▶ [PROBLEM]: Scan the records for lines with the word "DeviceConfig", and copy every such line.
DATA FOR PROCESSING section start
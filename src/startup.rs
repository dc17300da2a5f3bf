//! src/startup.rs

use crate::authentication::SendApiKey;
use crate::configurations::{DatabaseSettings, LeadMagnetSettings, Settings};
use crate::dispatch::{DispatchMode, EmailDispatcher, RelayClient, Transport};
use crate::email_client::EmailClient;
use crate::routes::{
    claim_lead_magnet, form_error_handler, health_check, home, json_error_handler, send_email,
    subscribe, unsubscribe, unsubscribe_form, HomePage, TurnstileSiteKey,
};
use crate::templates::{Branding, TemplateRenderer};
use crate::turnstile::TurnstileClient;
use actix_web::dev::Server;
use actix_web::{web, App, HttpServer};
use sqlx::postgres::PgPoolOptions;
use sqlx::PgPool;
use std::net::TcpListener;
use std::sync::Arc;
use tracing_actix_web::TracingLogger;

pub struct Application {
    port: u16,
    server: Server,
}

impl Application {
    pub async fn build(configuration: Settings) -> Result<Self, anyhow::Error> {
        let connection_pool = get_connection_pool(&configuration.database);

        let address = format!(
            "{}:{}",
            configuration.application.host, configuration.application.port
        );
        let listener = TcpListener::bind(address)?;
        let port = listener.local_addr()?.port();

        let timeout = configuration.email_client.timeout();
        let api_key = configuration.email_client.api_key.clone();
        let email_client = Arc::new(
            configuration
                .email_client
                .client(&configuration.application.name),
        );
        let turnstile_site_key = configuration.turnstile.site_key.clone();
        let turnstile_client = configuration.turnstile.client(timeout);

        let renderer = TemplateRenderer::new(
            configuration.email.render_strategy,
            configuration.email.generated_dir,
            Branding {
                app_name: configuration.application.name.clone(),
                base_url: configuration.application.base_url.clone(),
            },
            configuration.email.default_theme,
        )?;
        let transport = match configuration.email.dispatch {
            DispatchMode::Direct => Transport::Direct(email_client.clone()),
            DispatchMode::Relay => {
                let relay_url = format!(
                    "http://{}:{}",
                    loopback_host(&configuration.application.host),
                    port
                );
                Transport::Relay(RelayClient::new(&relay_url, api_key.clone(), timeout))
            }
        };
        let dispatcher = EmailDispatcher::new(connection_pool.clone(), renderer, transport);
        let home_page = HomePage::render(&configuration.lead_magnet)?;

        let server = run(
            listener,
            connection_pool,
            AppState {
                email_client,
                turnstile_client,
                turnstile_site_key,
                dispatcher,
                send_api_key: SendApiKey(api_key),
                home_page,
                lead_magnet: configuration.lead_magnet,
            },
        )?;

        Ok(Self { port, server })
    }

    pub fn port(&self) -> u16 {
        self.port
    }

    pub async fn run_until_stopped(self) -> Result<(), std::io::Error> {
        self.server.await
    }
}

/// The relay posts back to this process, so a wildcard bind address becomes
/// the loopback one.
fn loopback_host(host: &str) -> &str {
    match host {
        "0.0.0.0" | "::" | "[::]" => "127.0.0.1",
        other => other,
    }
}

pub fn get_connection_pool(configuration: &DatabaseSettings) -> PgPool {
    PgPoolOptions::new()
        .acquire_timeout(std::time::Duration::from_secs(2))
        .connect_lazy_with(configuration.with_db())
}

struct AppState {
    email_client: Arc<EmailClient>,
    turnstile_client: TurnstileClient,
    turnstile_site_key: String,
    dispatcher: EmailDispatcher,
    send_api_key: SendApiKey,
    home_page: HomePage,
    lead_magnet: LeadMagnetSettings,
}

fn run(listener: TcpListener, db_pool: PgPool, state: AppState) -> Result<Server, std::io::Error> {
    let db_pool = web::Data::new(db_pool);
    let email_client = web::Data::from(state.email_client);
    let turnstile_client = web::Data::new(state.turnstile_client);
    let turnstile_site_key = web::Data::new(TurnstileSiteKey(state.turnstile_site_key));
    let dispatcher = web::Data::new(state.dispatcher);
    let send_api_key = web::Data::new(state.send_api_key);
    let home_page = web::Data::new(state.home_page);
    let lead_magnet = web::Data::new(state.lead_magnet);

    let server = HttpServer::new(move || {
        App::new()
            .wrap(TracingLogger::default())
            .app_data(web::JsonConfig::default().error_handler(json_error_handler))
            .app_data(web::FormConfig::default().error_handler(form_error_handler))
            .route("/", web::get().to(home))
            .route("/health_check", web::get().to(health_check))
            .route("/subscriptions", web::post().to(subscribe))
            .route("/lead-magnet", web::post().to(claim_lead_magnet))
            .route("/unsubscribe", web::get().to(unsubscribe_form))
            .route("/unsubscribe", web::post().to(unsubscribe))
            .route("/api/send", web::post().to(send_email))
            .app_data(db_pool.clone())
            .app_data(email_client.clone())
            .app_data(turnstile_client.clone())
            .app_data(turnstile_site_key.clone())
            .app_data(dispatcher.clone())
            .app_data(send_api_key.clone())
            .app_data(home_page.clone())
            .app_data(lead_magnet.clone())
    })
    .listen(listener)?
    .run();
    Ok(server)
}
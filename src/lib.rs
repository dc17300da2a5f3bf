//! src/lib.rs

pub mod authentication;
pub mod configurations;
pub mod dispatch;
pub mod domain;
pub mod email_client;
pub mod email_log;
pub mod routes;
pub mod startup;
pub mod telemetry;
pub mod templates;
pub mod turnstile;
pub mod utils;
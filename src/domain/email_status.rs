//! src/domain/email_status.rs

use chrono::{DateTime, Utc};

#[derive(Debug, Clone, Copy, PartialEq, Eq, sqlx::Type, serde::Serialize, serde::Deserialize)]
#[sqlx(type_name = "email_status", rename_all = "snake_case")]
#[serde(rename_all = "snake_case")]
pub enum EmailStatus {
    Pending,
    Sent,
    Delivered,
    Opened,
    Clicked,
    Bounced,
    Failed,
}

impl std::fmt::Display for EmailStatus {
    fn fmt(&self, f: &mut std::fmt::Formatter<'_>) -> std::fmt::Result {
        let s = match self {
            EmailStatus::Pending => "pending",
            EmailStatus::Sent => "sent",
            EmailStatus::Delivered => "delivered",
            EmailStatus::Opened => "opened",
            EmailStatus::Clicked => "clicked",
            EmailStatus::Bounced => "bounced",
            EmailStatus::Failed => "failed",
        };
        f.write_str(s)
    }
}

/// Engagement counters kept on every email log row.
#[derive(Debug, Clone, Default, PartialEq, serde::Serialize, serde::Deserialize)]
#[serde(rename_all = "camelCase")]
pub struct EmailMetadata {
    pub opens: u32,
    pub clicks: u32,
    #[serde(skip_serializing_if = "Option::is_none")]
    pub last_opened_at: Option<DateTime<Utc>>,
    #[serde(skip_serializing_if = "Option::is_none")]
    pub last_clicked_at: Option<DateTime<Utc>>,
    #[serde(skip_serializing_if = "Option::is_none")]
    pub user_agent: Option<String>,
}
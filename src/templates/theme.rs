//! src/templates/theme.rs

#[derive(Debug, Clone, Copy, PartialEq, Eq, Default, serde::Deserialize)]
#[serde(rename_all = "lowercase")]
pub enum Theme {
    #[default]
    Light,
    Dark,
}

impl Theme {
    pub fn from_dark_mode(dark_mode: Option<bool>, default: Theme) -> Theme {
        match dark_mode {
            Some(true) => Theme::Dark,
            Some(false) => Theme::Light,
            None => default,
        }
    }

    pub fn is_dark(&self) -> bool {
        matches!(self, Theme::Dark)
    }

    /// Email clients ignore CSS variables, so every colour is inlined.
    pub fn colors(&self) -> ColorScheme {
        match self {
            Theme::Light => ColorScheme {
                background: "#f9fafb",
                container: "#ffffff",
                text_primary: "#1f2937",
                text_secondary: "#374151",
                text_muted: "#6b7280",
                heading: "#111827",
                button_background: "#4f46e5",
                button_text: "#ffffff",
                border: "#e5e7eb",
                link: "#4f46e5",
                shadow: "0 1px 2px rgba(0, 0, 0, 0.05)",
            },
            Theme::Dark => ColorScheme {
                background: "#111827",
                container: "#1f2937",
                text_primary: "#f3f4f6",
                text_secondary: "#d1d5db",
                text_muted: "#9ca3af",
                heading: "#ffffff",
                button_background: "#6366f1",
                button_text: "#ffffff",
                border: "#374151",
                link: "#818cf8",
                shadow: "0 4px 6px rgba(0, 0, 0, 0.1)",
            },
        }
    }
}

#[derive(Debug, Clone, PartialEq, serde::Serialize)]
pub struct ColorScheme {
    pub background: &'static str,
    pub container: &'static str,
    pub text_primary: &'static str,
    pub text_secondary: &'static str,
    pub text_muted: &'static str,
    pub heading: &'static str,
    pub button_background: &'static str,
    pub button_text: &'static str,
    pub border: &'static str,
    pub link: &'static str,
    pub shadow: &'static str,
}
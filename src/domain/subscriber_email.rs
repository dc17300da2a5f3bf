//! src/domain/subscriber_email.rs

use validator::ValidateEmail;

#[derive(Debug, Clone)]
pub struct SubscriberEmail(String);

impl SubscriberEmail {
    pub fn parse(s: String) -> Result<SubscriberEmail, String> {
        let candidate = s.trim().to_string();
        if candidate.is_empty() {
            return Err("Email is required".to_string());
        }
        if candidate.validate_email() {
            Ok(Self(candidate))
        } else {
            Err("Invalid email address".to_string())
        }
    }
}

impl AsRef<str> for SubscriberEmail {
    fn as_ref(&self) -> &str {
        &self.0
    }
}

impl std::fmt::Display for SubscriberEmail {
    fn fmt(&self, f: &mut std::fmt::Formatter<'_>) -> std::fmt::Result {
        self.0.fmt(f)
    }
}
//! Project playback command.

use std::path::PathBuf;
use std::sync::Arc;
use std::sync::atomic::{AtomicBool, Ordering};
use std::time::Instant;

use clap::Args;
use glint_config::{RuntimeConfig, paths};
use glint_project::{Launcher, ProcessLauncher, Project, ThreadLauncher, TickOutcome};
use glint_registry::EffectRegistry;

use super::common::load_project;

#[derive(Args)]
pub struct RunArgs {
    /// Project name or path
    #[arg(short, long)]
    project: String,

    /// Runtime configuration (defaults to the user config directory)
    #[arg(short, long)]
    config: Option<PathBuf>,

    /// Scene to start instead of the project's active scene
    #[arg(short, long)]
    scene: Option<String>,

    /// Run workers and writers as threads instead of processes
    #[arg(long)]
    in_process: bool,

    /// Stop after this many frames
    #[arg(long)]
    frames: Option<u64>,
}

pub fn run(args: RunArgs) -> anyhow::Result<()> {
    let config_path = args.config.unwrap_or_else(paths::default_runtime_config);
    let config = RuntimeConfig::load(&config_path)?;
    if config.devices.is_empty() {
        anyhow::bail!("{} configures no devices", config_path.display());
    }

    let (_, file) = load_project(&args.project)?;
    let scene = args
        .scene
        .or_else(|| file.active_scene.clone())
        .ok_or_else(|| anyhow::anyhow!("no --scene given and the project has no active scene"))?;

    let registry = Arc::new(EffectRegistry::new());
    let launcher: Arc<dyn Launcher> = if args.in_process {
        Arc::new(ThreadLauncher::new(Arc::clone(&registry)))
    } else {
        Arc::new(ProcessLauncher::current_exe()?)
    };
    let mut project = Project::load(&file, config, registry, launcher)?;

    println!("Project: {}", project.name());
    println!("  Scene:   {scene}");
    println!("  Devices: {}", project.device_ids().collect::<Vec<_>>().join(", "));
    println!("  Rate:    {} fps", project.config().fps);

    let failures = project.activate_scene(&scene)?;
    for failure in &failures {
        tracing::error!(device = %failure.device, "{}", failure.error);
    }
    if failures.len() == project.device_ids().count() {
        project.shutdown()?;
        anyhow::bail!("no device could be started");
    }

    println!("\nPress Ctrl+C to stop...\n");
    let running = Arc::new(AtomicBool::new(true));
    let r = Arc::clone(&running);
    ctrlc::set_handler(move || {
        r.store(false, Ordering::SeqCst);
    })?;

    let interval = project.config().frame_interval();
    let mut next = Instant::now();
    let mut frames = 0u64;
    let mut stalls = 0usize;
    while running.load(Ordering::SeqCst) {
        if let TickOutcome::Rendered(report) = project.tick()? {
            frames += 1;
            stalls += report.stalled.len();
        }
        if args.frames.is_some_and(|limit| frames >= limit) {
            break;
        }

        next += interval;
        let now = Instant::now();
        if next > now {
            std::thread::sleep(next - now);
        } else {
            next = now;
        }
    }

    println!("Stopping...");
    let skipped = project.skipped_ticks();
    if let Err(e) = project.shutdown() {
        tracing::warn!("{e}");
    }
    println!("Rendered {frames} frames ({skipped} skipped, {stalls} stalls)");
    Ok(())
}
//! Concatenation of several inputs along the strip.

use glint_core::{
    Effect, EffectError, OutputSize, ParamDescriptor, ParameterInfo, PixelBuffer, SignalSlot,
    input_pixels, pixel_output,
};

/// Largest supported number of inputs.
pub const MAX_APPEND_CHANNELS: usize = 8;

const FLIP: &[&str] = &["off", "on"];

const FLIP_NAMES: [&str; MAX_APPEND_CHANNELS] =
    ["flip0", "flip1", "flip2", "flip3", "flip4", "flip5", "flip6", "flip7"];

/// Joins N inputs into one output, input 0 first.
///
/// Each input is asked for `pixels / N` pixels. Inputs without signal are
/// skipped; when the result is shorter than the output, the last pixel is
/// repeated. Without a signal on input 0 the output is empty.
///
/// The input count is fixed at creation; each input may be reversed with its
/// `flipK` parameter.
#[derive(Debug, Clone)]
pub struct Append {
    channels: usize,
    flip: [bool; MAX_APPEND_CHANNELS],
}

impl Default for Append {
    fn default() -> Self {
        Self::new(2)
    }
}

impl Append {
    /// Create an append with `channels` inputs (clamped to 1-8).
    pub fn new(channels: usize) -> Self {
        Self {
            channels: channels.clamp(1, MAX_APPEND_CHANNELS),
            flip: [false; MAX_APPEND_CHANNELS],
        }
    }

    /// Number of inputs.
    pub fn channels(&self) -> usize {
        self.channels
    }

    /// Reverse the pixel direction of input `channel`.
    pub fn set_flip(&mut self, channel: usize, flip: bool) {
        if let Some(f) = self.flip.get_mut(channel) {
            *f = flip;
        }
    }
}

fn reversed(frame: &PixelBuffer) -> PixelBuffer {
    let mut channels = frame.channels().clone();
    for c in &mut channels {
        c.reverse();
    }
    PixelBuffer::from_channels(channels, frame.rows()).unwrap_or_else(|| frame.clone())
}

impl Effect for Append {
    fn kind(&self) -> &'static str {
        "append"
    }

    fn num_input_channels(&self) -> usize {
        self.channels
    }

    fn num_output_channels(&self) -> usize {
        1
    }

    fn input_size(&self, _channel: usize, own: OutputSize) -> OutputSize {
        OutputSize::new(own.pixels / self.channels, own.rows)
    }

    fn arity_hint(&self) -> Option<usize> {
        Some(self.channels)
    }

    fn process(
        &mut self,
        inputs: &[SignalSlot],
        outputs: &mut [SignalSlot],
        size: OutputSize,
    ) -> Result<(), EffectError> {
        if input_pixels(inputs, 0)?.is_none() {
            outputs[0] = None;
            return Ok(());
        }

        let mut out = PixelBuffer::new(OutputSize::new(0, size.rows));
        for channel in 0..self.channels {
            if let Some(part) = input_pixels(inputs, channel)? {
                if self.flip[channel] {
                    out.extend_from(&reversed(part));
                } else {
                    out.extend_from(part);
                }
            }
        }

        let filled = out.len();
        let last = filled.checked_sub(1).and_then(|i| out.pixel(i));
        out.resize(size.pixels);
        if let Some(last) = last {
            for i in filled..size.pixels {
                out.set_pixel(i, last);
            }
        }
        outputs[0] = pixel_output(out);
        Ok(())
    }
}

impl ParameterInfo for Append {
    fn param_count(&self) -> usize {
        MAX_APPEND_CHANNELS
    }

    fn param_info(&self, index: usize) -> Option<ParamDescriptor> {
        FLIP_NAMES
            .get(index)
            .map(|&name| ParamDescriptor::choice(name, FLIP, 0).with_help("Reverse the pixel direction of this input."))
    }

    fn get_param(&self, index: usize) -> f32 {
        self.flip.get(index).map_or(0.0, |&f| if f { 1.0 } else { 0.0 })
    }

    fn set_param(&mut self, index: usize, value: f32) {
        self.set_flip(index, value >= 0.5);
    }
}
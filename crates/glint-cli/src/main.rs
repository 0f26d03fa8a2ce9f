//! glint - render LED frames from effect graphs on one or more devices.

mod commands;

use clap::{Parser, Subcommand};
use tracing_subscriber::EnvFilter;

#[derive(Parser)]
#[command(name = "glint")]
#[command(author, version, about = "LED frame renderer", long_about = None)]
struct Cli {
    #[command(subcommand)]
    command: Commands,
}

#[derive(Subcommand)]
enum Commands {
    /// Run a project on the configured devices
    Run(commands::run::RunArgs),

    /// Render worker for one device (started by `run`)
    #[command(hide = true)]
    Worker(commands::child::ChildArgs),

    /// Device writer for one device (started by `run`)
    #[command(hide = true)]
    DeviceWriter(commands::child::ChildArgs),

    /// List available effects and modulation sources
    Effects(commands::effects::EffectsArgs),

    /// Check a project file against the effect registry
    Validate(commands::validate::ValidateArgs),
}

fn main() -> anyhow::Result<()> {
    // stdout carries the message stream of child processes; logs go to stderr.
    tracing_subscriber::fmt()
        .with_env_filter(EnvFilter::try_from_default_env().unwrap_or_else(|_| "info".into()))
        .with_writer(std::io::stderr)
        .init();
    tracing_log::LogTracer::init().ok();

    let cli = Cli::parse();

    match cli.command {
        Commands::Run(args) => commands::run::run(args),
        Commands::Worker(args) => commands::child::run_worker(args),
        Commands::DeviceWriter(args) => commands::child::run_writer(args),
        Commands::Effects(args) => commands::effects::run(args),
        Commands::Validate(args) => commands::validate::run(args),
    }
}
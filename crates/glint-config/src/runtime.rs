//! Runtime settings: frame rate, supervision timeouts and output devices.

use std::collections::HashSet;
use std::path::{Path, PathBuf};
use std::time::Duration;

use glint_core::Autogain;
use serde::{Deserialize, Serialize};

use crate::error::ConfigError;
use crate::validation::{ValidationError, ValidationResult};

/// Kind of output device.
#[derive(Debug, Clone, Copy, PartialEq, Eq, Default, Serialize, Deserialize)]
#[serde(rename_all = "snake_case")]
pub enum DeviceKind {
    /// Discards frames.
    #[default]
    Null,
    /// Keeps the latest frame in memory.
    Virtual,
}

/// One output device.
#[derive(Debug, Clone, PartialEq, Serialize, Deserialize)]
pub struct DeviceConfig {
    /// Device id; scenes refer to devices by this id.
    pub id: String,
    /// Device kind.
    #[serde(default)]
    pub kind: DeviceKind,
    /// Number of pixels.
    #[serde(default = "default_num_pixels")]
    pub num_pixels: usize,
    /// Number of rows the pixels are laid out in.
    #[serde(default = "default_num_rows")]
    pub num_rows: usize,
    /// Brightness factor in `[0, 1]`.
    #[serde(default = "default_brightness")]
    pub brightness: f32,
}

fn default_num_pixels() -> usize {
    300
}

fn default_num_rows() -> usize {
    1
}

fn default_brightness() -> f32 {
    1.0
}

impl DeviceConfig {
    /// A device with the default size.
    pub fn new(id: impl Into<String>, kind: DeviceKind) -> Self {
        Self {
            id: id.into(),
            kind,
            num_pixels: default_num_pixels(),
            num_rows: default_num_rows(),
            brightness: default_brightness(),
        }
    }

    /// Set the pixel and row count.
    pub fn with_size(mut self, num_pixels: usize, num_rows: usize) -> Self {
        self.num_pixels = num_pixels;
        self.num_rows = num_rows;
        self
    }
}

/// Runtime settings of the orchestrator.
///
/// Every field has a default, so an empty file is a valid configuration
/// (with no devices).
///
/// # TOML Format
///
/// ```toml
/// fps = 60
/// startup_timeout_ms = 2000
/// max_start_attempts = 3
///
/// [autogain]
/// enabled = true
/// max_gain = 10.0
///
/// [[devices]]
/// id = "strip"
/// kind = "virtual"
/// num_pixels = 300
/// ```
#[derive(Debug, Clone, PartialEq, Serialize, Deserialize)]
#[serde(default)]
pub struct RuntimeConfig {
    /// Target frame rate.
    pub fps: f32,
    /// How long a starting worker may take to answer its liveness probe.
    pub startup_timeout_ms: u64,
    /// Spawn attempts before a device is declared unavailable.
    pub max_start_attempts: u32,
    /// Delay before the second spawn attempt; doubles on each retry.
    pub backoff_initial_ms: u64,
    /// How long a tick may take to drain before it counts as a stall.
    pub drain_timeout_ms: u64,
    /// How long shutdown waits for each child before killing it.
    pub join_timeout_ms: u64,
    /// Run the update phase of each graph on the rayon pool.
    pub parallel_update: bool,
    /// Record per-node timing statistics.
    pub record_timings: bool,
    /// Directory for shared frame blocks; `/dev/shm` or the temp dir when unset.
    #[serde(skip_serializing_if = "Option::is_none")]
    pub shm_dir: Option<PathBuf>,
    /// Global autogain settings passed with every tick.
    pub autogain: Autogain,
    /// Output devices.
    pub devices: Vec<DeviceConfig>,
}

impl Default for RuntimeConfig {
    fn default() -> Self {
        Self {
            fps: 60.0,
            startup_timeout_ms: 2000,
            max_start_attempts: 3,
            backoff_initial_ms: 100,
            drain_timeout_ms: 500,
            join_timeout_ms: 2000,
            parallel_update: true,
            record_timings: false,
            shm_dir: None,
            autogain: Autogain::default(),
            devices: Vec::new(),
        }
    }
}

impl RuntimeConfig {
    /// Load settings from a TOML file.
    pub fn load(path: impl AsRef<Path>) -> Result<Self, ConfigError> {
        let path = path.as_ref();
        let content = std::fs::read_to_string(path).map_err(|e| ConfigError::read_file(path, e))?;
        Ok(toml::from_str(&content)?)
    }

    /// Save settings to a TOML file.
    pub fn save(&self, path: impl AsRef<Path>) -> Result<(), ConfigError> {
        let path = path.as_ref();
        let content = toml::to_string_pretty(self)?;
        std::fs::write(path, content).map_err(|e| ConfigError::write_file(path, e))
    }

    /// Add a device.
    pub fn with_device(mut self, device: DeviceConfig) -> Self {
        self.devices.push(device);
        self
    }

    /// Device by id.
    pub fn device(&self, id: &str) -> Option<&DeviceConfig> {
        self.devices.iter().find(|d| d.id == id)
    }

    /// Interval between ticks.
    pub fn frame_interval(&self) -> Duration {
        Duration::from_secs_f64(1.0 / f64::from(self.fps.max(f32::EPSILON)))
    }

    /// Startup probe deadline.
    pub fn startup_timeout(&self) -> Duration {
        Duration::from_millis(self.startup_timeout_ms)
    }

    /// Initial respawn backoff.
    pub fn backoff_initial(&self) -> Duration {
        Duration::from_millis(self.backoff_initial_ms)
    }

    /// Tick drain deadline.
    pub fn drain_timeout(&self) -> Duration {
        Duration::from_millis(self.drain_timeout_ms)
    }

    /// Per-child join deadline at shutdown.
    pub fn join_timeout(&self) -> Duration {
        Duration::from_millis(self.join_timeout_ms)
    }

    /// Check value ranges and device ids.
    pub fn validate(&self) -> ValidationResult<()> {
        let mut errors = Vec::new();
        let mut invalid = |field: &str, reason: &str| {
            errors.push(ValidationError::InvalidSetting {
                field: field.to_string(),
                reason: reason.to_string(),
            });
        };
        if !(self.fps.is_finite() && self.fps > 0.0 && self.fps <= 1000.0) {
            invalid("fps", "must be in (0, 1000]");
        }
        if self.max_start_attempts == 0 {
            invalid("max_start_attempts", "must be at least 1");
        }
        if self.startup_timeout_ms == 0 {
            invalid("startup_timeout_ms", "must be positive");
        }
        if self.drain_timeout_ms == 0 {
            invalid("drain_timeout_ms", "must be positive");
        }
        let mut ids = HashSet::new();
        for device in &self.devices {
            let field = format!("devices.{}", device.id);
            if device.id.is_empty() {
                invalid("devices.id", "must not be empty");
            }
            if !ids.insert(device.id.as_str()) {
                invalid(&field, "duplicate device id");
            }
            if device.num_pixels == 0 || device.num_rows == 0 {
                invalid(&field, "num_pixels and num_rows must be positive");
            } else if device.num_pixels % device.num_rows != 0 {
                invalid(&field, "num_pixels must be a multiple of num_rows");
            }
            if !(0.0..=1.0).contains(&device.brightness) {
                invalid(&field, "brightness must be in [0, 1]");
            }
        }
        ValidationError::from_list(errors)
    }
}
DATA FOR PROCESSING section end
▶ [EXERCISE SOLUTION]:
pub struct DeviceConfig {
impl DeviceConfig {
    pub devices: Vec<DeviceConfig>,
    pub fn with_device(mut self, device: DeviceConfig) -> Self {
    pub fn device(&self, id: &str) -> Option<&DeviceConfig> {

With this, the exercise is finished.